What? Going to where people are helps? (Literally, this is something that every single person on the planet could've figured out. But those in government failed to. Because they don't give a fuck.)


As often happens, the initial efforts by radical grassroots organizers had drawn middle-class activists with more resources who were convinced that they could do a better job at what ordinary people had started themselves. The organization that emerged from this meeting, officially named the Committee for the Assistance of the Victims of Cholera, came to be known colloquially as the White Cross.

As always. The next bit highlights how the White Cross gained credit for everything, despite the fact that a lot of grassroots work did what they couldn't. (And it's because middle-class+ always co-opts movements. They see movements as political stepping stones.)

And this kind of goes back to the structure of charity, even when it's intended to be helpful. Who was doing the majority of the work? And who is getting seen for doing the work? (Who is being left out of the narrative?)


Other ruling class institutions, such as the Bank of Naples, were looking for ways to re-stabilize the economy through philanthropy. If the monarchy, the Church, and the top tier of financial capitalists succeeded in presenting themselves as the ones looking out for the people of Naples, they would legitimize their power, making it more difficult for organizers to mobilize people to resist the various forms of oppression that preserved their privileges.

Hello, historical parallels. Strange to see you here again.


Malatesta was offered an official award in recognition of his efforts. He refused it. The same state that was trying to reward him for what he had done in Naples was also waiting to imprison him for things he had not done in Florence. Besides, he did not wish to be a leader—just a comrade among comrades.

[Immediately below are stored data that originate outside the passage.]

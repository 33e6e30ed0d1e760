use std::collections::HashSet;

use crate::{config::Config, model::role::Role, models::normalize_email};

/// Decides who may perform administrative operations.
///
/// A principal is an administrator when its token carries the admin role or
/// its email is on the configured allow-list. Allow-listed accounts are also
/// protected from deletion.
#[derive(Debug, Clone, Default)]
pub struct AdminPolicy {
    allow_list: HashSet<String>,
}

impl AdminPolicy {
    pub fn new<I, S>(emails: I) -> Self
    where
        I: IntoIterator<Item = S>,
        S: AsRef<str>,
    {
        Self {
            allow_list: emails
                .into_iter()
                .map(|e| normalize_email(e.as_ref()))
                .filter(|e| !e.is_empty())
                .collect(),
        }
    }

    pub fn from_config(config: &Config) -> Self {
        Self::new(&config.admin_emails)
    }

    pub fn is_allow_listed(&self, email: &str) -> bool {
        self.allow_list.contains(&normalize_email(email))
    }

    pub fn is_admin(&self, email: &str, role: Role) -> bool {
        role == Role::Admin || self.is_allow_listed(email)
    }
}

#[cfg(test)]
mod tests {
    use super::*;

    #[test]
    fn role_or_allow_list_grants_admin() {
        let policy = AdminPolicy::new(["Warden@Mess.in"]);
        assert!(policy.is_admin("warden@mess.in", Role::Member));
        assert!(policy.is_admin(" WARDEN@mess.in ", Role::Member));
        assert!(policy.is_admin("cook@mess.in", Role::Admin));
        assert!(!policy.is_admin("asha@hostel.in", Role::Member));
    }

    #[test]
    fn empty_policy_only_trusts_the_role() {
        let policy = AdminPolicy::default();
        assert!(!policy.is_allow_listed(""));
        assert!(!policy.is_admin("warden@mess.in", Role::Member));
        assert!(policy.is_admin("warden@mess.in", Role::Admin));
    }
}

Reminding me of the recent events with Pia Klemp.


The chief solution for cholera, as we now know, is to put a clean water supply at everyone’s disposal. Plumbers, not doctors, are the heroes of that story. But — as repeated cholera outbreaks in Naples and elsewhere throughout the 20th and even 21st centuries demonstrated — kings, capitalists, and presidents alike will all keep some portion of the population languishing in perilous conditions unless collective solidarity and uncompromising rebellion force them to share the resources they try to hoard.

Precisely this. This might not have started with capitalism, but it has certainly been exacerbated by it and the capitalists who benefit.